- [PROBLEM DETAILS]
Below are the entries; give again exactly the lines from the one mentioning "use serde::Serialize;" through the one mentioning "must authenticate first", inclusive.
START DATASET CONTENT
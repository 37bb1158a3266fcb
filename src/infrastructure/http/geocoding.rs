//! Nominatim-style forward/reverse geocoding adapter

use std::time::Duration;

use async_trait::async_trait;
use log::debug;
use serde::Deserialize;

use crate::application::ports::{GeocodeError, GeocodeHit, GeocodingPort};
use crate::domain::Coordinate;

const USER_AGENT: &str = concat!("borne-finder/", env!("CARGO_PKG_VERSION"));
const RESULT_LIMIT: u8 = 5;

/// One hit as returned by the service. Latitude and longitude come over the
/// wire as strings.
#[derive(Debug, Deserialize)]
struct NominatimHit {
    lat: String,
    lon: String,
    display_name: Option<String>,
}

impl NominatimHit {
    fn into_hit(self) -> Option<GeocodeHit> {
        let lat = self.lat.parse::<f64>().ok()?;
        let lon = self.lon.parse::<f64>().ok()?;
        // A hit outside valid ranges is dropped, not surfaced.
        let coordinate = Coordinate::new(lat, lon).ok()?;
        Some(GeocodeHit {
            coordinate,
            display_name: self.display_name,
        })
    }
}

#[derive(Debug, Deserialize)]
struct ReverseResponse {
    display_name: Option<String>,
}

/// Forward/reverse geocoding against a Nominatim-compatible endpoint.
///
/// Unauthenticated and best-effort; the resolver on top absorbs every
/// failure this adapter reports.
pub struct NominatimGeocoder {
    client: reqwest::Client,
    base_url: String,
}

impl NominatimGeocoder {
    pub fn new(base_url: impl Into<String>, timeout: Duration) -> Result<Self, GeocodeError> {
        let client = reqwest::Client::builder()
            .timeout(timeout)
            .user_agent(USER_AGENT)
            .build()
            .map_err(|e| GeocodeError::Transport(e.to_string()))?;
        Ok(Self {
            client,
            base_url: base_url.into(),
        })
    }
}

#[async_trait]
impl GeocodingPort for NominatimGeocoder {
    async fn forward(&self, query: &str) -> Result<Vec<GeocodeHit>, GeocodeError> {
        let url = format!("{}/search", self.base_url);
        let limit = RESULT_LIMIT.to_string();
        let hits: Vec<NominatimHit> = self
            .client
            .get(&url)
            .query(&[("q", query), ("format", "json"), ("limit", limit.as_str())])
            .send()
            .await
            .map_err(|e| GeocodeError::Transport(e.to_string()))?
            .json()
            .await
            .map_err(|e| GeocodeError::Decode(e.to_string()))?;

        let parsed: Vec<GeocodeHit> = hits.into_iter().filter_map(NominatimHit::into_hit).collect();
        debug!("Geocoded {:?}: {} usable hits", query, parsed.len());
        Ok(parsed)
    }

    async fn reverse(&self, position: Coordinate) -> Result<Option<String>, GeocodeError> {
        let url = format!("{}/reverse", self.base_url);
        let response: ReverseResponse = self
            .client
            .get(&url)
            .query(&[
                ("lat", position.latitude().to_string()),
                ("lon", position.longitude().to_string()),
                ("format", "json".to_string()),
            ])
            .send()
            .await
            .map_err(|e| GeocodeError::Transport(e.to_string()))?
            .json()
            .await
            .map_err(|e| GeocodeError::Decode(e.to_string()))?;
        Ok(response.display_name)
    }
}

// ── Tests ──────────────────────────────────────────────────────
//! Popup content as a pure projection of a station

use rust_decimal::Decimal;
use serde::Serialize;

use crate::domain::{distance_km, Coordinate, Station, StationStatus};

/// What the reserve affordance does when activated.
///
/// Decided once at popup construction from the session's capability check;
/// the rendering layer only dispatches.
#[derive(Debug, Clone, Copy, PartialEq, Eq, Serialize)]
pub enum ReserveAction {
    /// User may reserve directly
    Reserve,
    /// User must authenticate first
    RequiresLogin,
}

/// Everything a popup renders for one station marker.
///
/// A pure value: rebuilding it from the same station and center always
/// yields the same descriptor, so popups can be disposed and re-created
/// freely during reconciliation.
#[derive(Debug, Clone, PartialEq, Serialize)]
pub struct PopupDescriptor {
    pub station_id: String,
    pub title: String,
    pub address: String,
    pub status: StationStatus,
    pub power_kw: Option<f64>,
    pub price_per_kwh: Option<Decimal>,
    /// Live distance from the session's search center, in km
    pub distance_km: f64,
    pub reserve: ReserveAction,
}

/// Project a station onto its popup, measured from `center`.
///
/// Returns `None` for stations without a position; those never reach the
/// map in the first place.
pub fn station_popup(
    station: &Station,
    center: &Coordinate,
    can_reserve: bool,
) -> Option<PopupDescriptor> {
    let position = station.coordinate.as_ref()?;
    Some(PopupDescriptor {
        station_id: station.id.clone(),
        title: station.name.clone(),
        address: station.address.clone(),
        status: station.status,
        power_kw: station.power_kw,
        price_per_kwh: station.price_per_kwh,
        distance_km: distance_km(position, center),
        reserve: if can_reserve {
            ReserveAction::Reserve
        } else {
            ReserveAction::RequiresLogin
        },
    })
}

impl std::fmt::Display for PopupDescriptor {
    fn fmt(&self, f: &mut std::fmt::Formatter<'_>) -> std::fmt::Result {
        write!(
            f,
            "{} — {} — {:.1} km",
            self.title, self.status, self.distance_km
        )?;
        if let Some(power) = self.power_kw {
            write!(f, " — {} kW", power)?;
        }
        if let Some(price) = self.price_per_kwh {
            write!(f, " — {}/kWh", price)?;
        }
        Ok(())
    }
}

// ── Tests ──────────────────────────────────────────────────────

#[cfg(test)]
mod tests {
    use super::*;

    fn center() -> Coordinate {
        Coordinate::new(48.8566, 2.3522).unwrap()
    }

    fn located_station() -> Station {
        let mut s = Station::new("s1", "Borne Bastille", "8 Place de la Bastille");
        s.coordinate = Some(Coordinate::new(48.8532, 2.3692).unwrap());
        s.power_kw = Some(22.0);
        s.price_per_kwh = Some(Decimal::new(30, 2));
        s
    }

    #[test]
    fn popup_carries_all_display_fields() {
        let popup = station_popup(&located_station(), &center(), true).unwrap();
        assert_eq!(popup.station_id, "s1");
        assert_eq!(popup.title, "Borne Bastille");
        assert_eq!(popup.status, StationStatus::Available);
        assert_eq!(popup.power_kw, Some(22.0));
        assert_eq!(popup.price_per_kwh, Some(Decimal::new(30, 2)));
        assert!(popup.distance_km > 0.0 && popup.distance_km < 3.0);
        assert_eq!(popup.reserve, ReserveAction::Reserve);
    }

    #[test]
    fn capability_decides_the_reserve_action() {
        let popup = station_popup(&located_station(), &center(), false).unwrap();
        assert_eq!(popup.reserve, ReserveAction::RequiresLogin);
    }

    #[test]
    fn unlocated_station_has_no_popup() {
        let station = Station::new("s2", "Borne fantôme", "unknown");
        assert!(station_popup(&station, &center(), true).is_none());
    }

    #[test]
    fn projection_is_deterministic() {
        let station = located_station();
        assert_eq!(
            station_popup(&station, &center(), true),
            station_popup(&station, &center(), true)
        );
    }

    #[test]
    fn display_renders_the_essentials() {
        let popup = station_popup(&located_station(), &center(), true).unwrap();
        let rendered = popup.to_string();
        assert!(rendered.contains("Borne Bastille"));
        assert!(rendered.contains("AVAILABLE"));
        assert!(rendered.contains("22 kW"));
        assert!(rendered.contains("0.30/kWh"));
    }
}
END DATASET CONTENT
- [TASK ANSWER]
use serde::Serialize;

use crate::domain::{distance_km, Coordinate, Station, StationStatus};

/// What the reserve affordance does when activated.
///
/// Decided once at popup construction from the session's capability check;
/// the rendering layer only dispatches.
#[derive(Debug, Clone, Copy, PartialEq, Eq, Serialize)]
pub enum ReserveAction {
    /// User may reserve directly
    Reserve,
    /// User must authenticate first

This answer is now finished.